## DESCRIPTION OF THE TASK
Among the records below, find each line that includes the string "tokens" and copy it.

————

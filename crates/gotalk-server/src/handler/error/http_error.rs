//! Handler error type and the fixed set of HTTP failures.

use std::borrow::Cow;
use std::fmt;

use axum::response::{IntoResponse, Response};

use crate::handler::response::ErrorResponse;

/// Failure returned by a handler or extractor.
///
/// The [`ErrorKind`] fixes the status code and the `name` of the JSON body.
/// The optional parts override or extend the default body; see
/// [`ErrorResponse`] for how each one is merged.
#[derive(Debug, Clone)]
#[must_use = "errors do nothing unless returned"]
pub struct Error<'a> {
    kind: ErrorKind,
    message: Option<Cow<'a, str>>,
    resource: Option<Cow<'a, str>>,
    context: Option<Cow<'a, str>>,
}

impl Error<'static> {
    /// Creates an error with the default body of `kind`.
    #[inline]
    pub const fn new(kind: ErrorKind) -> Self {
        Self {
            kind,
            message: None,
            resource: None,
            context: None,
        }
    }
}

impl<'a> Error<'a> {
    /// Replaces the client-facing message.
    #[inline]
    pub fn with_message(mut self, message: impl Into<Cow<'a, str>>) -> Self {
        self.message = Some(message.into());
        self
    }

    /// Names the resource the failure relates to.
    #[inline]
    pub fn with_resource(mut self, resource: impl Into<Cow<'a, str>>) -> Self {
        self.resource = Some(resource.into());
        self
    }

    /// Adds detail the client can act on.
    #[inline]
    pub fn with_context(mut self, context: impl Into<Cow<'a, str>>) -> Self {
        self.context = Some(context.into());
        self
    }

    #[inline]
    pub fn kind(&self) -> ErrorKind {
        self.kind
    }

    #[inline]
    pub fn message(&self) -> Option<&str> {
        self.message.as_deref()
    }

    #[inline]
    pub fn resource(&self) -> Option<&str> {
        self.resource.as_deref()
    }

    #[inline]
    pub fn context(&self) -> Option<&str> {
        self.context.as_deref()
    }

    /// Builds the JSON body sent to the client.
    pub fn to_response(&self) -> ErrorResponse<'_> {
        let mut response = self.kind.response();

        if let Some(message) = self.message.as_deref() {
            response = response.with_message(message);
        }
        if let Some(resource) = self.resource.as_deref() {
            response = response.with_resource(resource);
        }
        if let Some(context) = self.context.as_deref() {
            response = response.with_context(context);
        }

        response
    }
}

impl fmt::Display for Error<'_> {
    fn fmt(&self, f: &mut fmt::Formatter<'_>) -> fmt::Result {
        let response = self.to_response();
        write!(f, "{} {}: {}", response.status.as_u16(), response.name, response.message)?;

        if let Some(resource) = response.resource {
            write!(f, " [{resource}]")?;
        }
        if let Some(context) = response.context {
            write!(f, " ({context})")?;
        }

        Ok(())
    }
}

impl std::error::Error for Error<'_> {}

impl IntoResponse for Error<'_> {
    fn into_response(self) -> Response {
        self.to_response().into_response()
    }
}

impl From<ErrorKind> for Error<'static> {
    #[inline]
    fn from(kind: ErrorKind) -> Self {
        Self::new(kind)
    }
}

/// [`Result`] alias for handlers and extractors.
///
/// [`Result`]: std::result::Result
pub type Result<T, E = Error<'static>> = std::result::Result<T, E>;

/// Every failure the HTTP surface can report.
#[derive(Debug, Clone, Copy, PartialEq, Eq, Hash)]
pub enum ErrorKind {
    /// 400: unparseable body, invalid field or password policy violation.
    BadRequest,
    /// 401: no `Authorization` header.
    MissingAuthToken,
    /// 401: `Authorization` header not of the form `Bearer <token>`.
    MalformedAuthToken,
    /// 401: wrong credentials or a token that fails verification.
    Unauthorized,
    /// 404: unknown account or route.
    NotFound,
    /// 409: username already taken.
    Conflict,
    /// 500: anything the client cannot fix. Never carries detail.
    InternalServerError,
}

impl ErrorKind {
    #[inline]
    pub fn into_error(self) -> Error<'static> {
        Error::new(self)
    }

    #[inline]
    pub fn with_message<'a>(self, message: impl Into<Cow<'a, str>>) -> Error<'a> {
        Error::new(self).with_message(message)
    }

    #[inline]
    pub fn with_resource<'a>(self, resource: impl Into<Cow<'a, str>>) -> Error<'a> {
        Error::new(self).with_resource(resource)
    }

    #[inline]
    pub fn with_context<'a>(self, context: impl Into<Cow<'a, str>>) -> Error<'a> {
        Error::new(self).with_context(context)
    }

    /// Returns the default body, including the status code.
    pub const fn response(self) -> ErrorResponse<'static> {
        match self {
            Self::BadRequest => ErrorResponse::BAD_REQUEST,
            Self::MissingAuthToken => ErrorResponse::MISSING_AUTH_TOKEN,
            Self::MalformedAuthToken => ErrorResponse::MALFORMED_AUTH_TOKEN,
            Self::Unauthorized => ErrorResponse::UNAUTHORIZED,
            Self::NotFound => ErrorResponse::NOT_FOUND,
            Self::Conflict => ErrorResponse::CONFLICT,
            Self::InternalServerError => ErrorResponse::INTERNAL_SERVER_ERROR,
        }
    }
}

impl fmt::Display for ErrorKind {
    fn fmt(&self, f: &mut fmt::Formatter<'_>) -> fmt::Result {
        f.write_str(&self.response().name)
    }
}

impl IntoResponse for ErrorKind {
    #[inline]
    fn into_response(self) -> Response {
        self.response().into_response()
    }
}
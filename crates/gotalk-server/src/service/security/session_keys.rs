//! Process-wide signing secret for session tokens.
//!
//! The secret is loaded once at start-up, either directly from configuration
//! or from a file, and is immutable afterwards.

use std::fmt;
use std::path::{Path, PathBuf};
use std::sync::Arc;

#[cfg(feature = "config")]
use clap::Args;
use jsonwebtoken::{DecodingKey, EncodingKey};

use crate::{Error, Result};

/// Tracing target for session key loading.
const TRACING_TARGET_SESSION_KEYS: &str = "gotalk_server::service::session_keys";

/// Minimum accepted secret length in bytes.
pub const MIN_SECRET_LEN: usize = 32;

/// Source of the HMAC secret used to sign session tokens.
///
/// Exactly one of [`jwt_secret`] and [`jwt_secret_file`] must be set.
///
/// [`jwt_secret`]: SessionKeysConfig::jwt_secret
/// [`jwt_secret_file`]: SessionKeysConfig::jwt_secret_file
#[derive(Clone, Default)]
#[cfg_attr(feature = "config", derive(Args))]
pub struct SessionKeysConfig {
    /// Secret used to sign and verify session tokens.
    #[cfg_attr(feature = "config", arg(long, env = "JWT_SECRET", hide_env_values = true))]
    pub jwt_secret: Option<String>,

    /// File containing the secret used to sign and verify session tokens.
    #[cfg_attr(feature = "config", arg(long, env = "JWT_SECRET_FILE"))]
    pub jwt_secret_file: Option<PathBuf>,
}

impl SessionKeysConfig {
    /// Creates a configuration holding the secret inline.
    pub fn from_secret(secret: impl Into<String>) -> Self {
        Self {
            jwt_secret: Some(secret.into()),
            jwt_secret_file: None,
        }
    }

    /// Creates a configuration reading the secret from `path`.
    pub fn from_file(path: impl AsRef<Path>) -> Self {
        Self {
            jwt_secret: None,
            jwt_secret_file: Some(path.as_ref().to_path_buf()),
        }
    }
}

impl fmt::Debug for SessionKeysConfig {
    fn fmt(&self, f: &mut fmt::Formatter<'_>) -> fmt::Result {
        f.debug_struct("SessionKeysConfig")
            .field("jwt_secret", &self.jwt_secret.as_ref().map(|_| "[REDACTED]"))
            .field("jwt_secret_file", &self.jwt_secret_file)
            .finish()
    }
}

/// HMAC keys used for session token signing and verification.
///
/// Cheap to clone; all clones share the same key material.
#[derive(Clone)]
pub struct SessionKeys {
    inner: Arc<SessionKeysInner>,
}

struct SessionKeysInner {
    decoding_key: DecodingKey,
    encoding_key: EncodingKey,
}

impl SessionKeys {
    /// Loads the secret described by `config`.
    ///
    /// # Errors
    ///
    /// Returns a configuration error if neither or both sources are set, if
    /// the secret file cannot be read, or if the secret is shorter than
    /// [`MIN_SECRET_LEN`] bytes.
    pub async fn from_config(config: &SessionKeysConfig) -> Result<Self> {
        let secret = match (&config.jwt_secret, &config.jwt_secret_file) {
            (Some(secret), None) => secret.clone().into_bytes(),
            (None, Some(path)) => Self::load_secret_file(path).await?,
            (Some(_), Some(_)) => {
                return Err(Error::config(
                    "only one of JWT_SECRET and JWT_SECRET_FILE may be set",
                ));
            }
            (None, None) => {
                return Err(Error::config(
                    "one of JWT_SECRET or JWT_SECRET_FILE must be set",
                ));
            }
        };

        let keys = Self::new_from_secret(&secret)?;

        tracing::info!(
            target: TRACING_TARGET_SESSION_KEYS,
            from_file = config.jwt_secret_file.is_some(),
            "Session keys loaded",
        );

        Ok(keys)
    }

    /// Builds keys from raw secret bytes.
    pub fn new_from_secret(secret: &[u8]) -> Result<Self> {
        if secret.len() < MIN_SECRET_LEN {
            return Err(Error::config(format!(
                "session secret must be at least {MIN_SECRET_LEN} bytes long"
            )));
        }

        let inner = Arc::new(SessionKeysInner {
            decoding_key: DecodingKey::from_secret(secret),
            encoding_key: EncodingKey::from_secret(secret),
        });

        Ok(Self { inner })
    }

    /// Returns a reference to the decoding key.
    #[inline]
    pub fn decoding_key(&self) -> &DecodingKey {
        &self.inner.decoding_key
    }

    /// Returns a reference to the encoding key.
    #[inline]
    pub fn encoding_key(&self) -> &EncodingKey {
        &self.inner.encoding_key
    }

    /// Reads the secret file, dropping trailing whitespace and newlines.
    async fn load_secret_file(path: &Path) -> Result<Vec<u8>> {
        tracing::debug!(
            target: TRACING_TARGET_SESSION_KEYS,
            path = %path.display(),
            "loading session secret from file",
        );

        let mut data = tokio::fs::read(path).await.map_err(|e| {
            tracing::error!(
                target: TRACING_TARGET_SESSION_KEYS,
                path = %path.display(),
                error = %e,
                "failed to read session secret file",
            );
            Error::config("failed to read session secret file").with_source(e)
        })?;

        let trimmed_len = data
            .iter()
            .rposition(|b| !b.is_ascii_whitespace())
            .map_or(0, |pos| pos + 1);
        data.truncate(trimmed_len);

        Ok(data)
    }
}

impl fmt::Debug for SessionKeys {
    fn fmt(&self, f: &mut fmt::Formatter<'_>) -> fmt::Result {
        f.debug_struct("SessionKeys").finish_non_exhaustive()
    }
}

#[cfg(test)]
mod tests {
    use std::fs;

    use tempfile::TempDir;

    use super::*;
    use crate::ErrorKind;

    const TEST_SECRET: &str = "0123456789abcdef0123456789abcdef";

    #[tokio::test]
    async fn load_inline_secret() -> anyhow::Result<()> {
        let config = SessionKeysConfig::from_secret(TEST_SECRET);
        SessionKeys::from_config(&config).await?;
        Ok(())
    }

    #[tokio::test]
    async fn load_secret_file_with_trailing_newline() -> anyhow::Result<()> {
        let temp_dir = TempDir::new()?;
        let path = temp_dir.path().join("jwt.secret");
        fs::write(&path, format!("{TEST_SECRET}\n"))?;

        let data = SessionKeys::load_secret_file(&path).await?;
        assert_eq!(data, TEST_SECRET.as_bytes());

        SessionKeys::from_config(&SessionKeysConfig::from_file(&path)).await?;
        Ok(())
    }

    #[tokio::test]
    async fn reject_missing_file() -> anyhow::Result<()> {
        let temp_dir = TempDir::new()?;
        let config = SessionKeysConfig::from_file(temp_dir.path().join("missing"));

        let error = SessionKeys::from_config(&config).await.unwrap_err();
        assert_eq!(error.kind(), ErrorKind::Config);
        Ok(())
    }

    #[tokio::test]
    async fn reject_short_secret() {
        let config = SessionKeysConfig::from_secret("too-short");
        assert!(SessionKeys::from_config(&config).await.is_err());
    }

    #[tokio::test]
    async fn reject_ambiguous_or_missing_source() {
        let both = SessionKeysConfig {
            jwt_secret: Some(TEST_SECRET.to_owned()),
            jwt_secret_file: Some("./jwt.secret".into()),
        };
        assert!(SessionKeys::from_config(&both).await.is_err());

        let neither = SessionKeysConfig::default();
        assert!(SessionKeys::from_config(&neither).await.is_err());
    }

    #[test]
    fn debug_hides_secret() {
        let config = SessionKeysConfig::from_secret(TEST_SECRET);
        let debug = format!("{config:?}");
        assert!(!debug.contains(TEST_SECRET));
        assert!(debug.contains("[REDACTED]"));
    }
}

————

## PROBLEM SOLUTION
//! Process-wide signing secret for session tokens.
/// Source of the HMAC secret used to sign session tokens.
    /// Secret used to sign and verify session tokens.
    /// File containing the secret used to sign and verify session tokens.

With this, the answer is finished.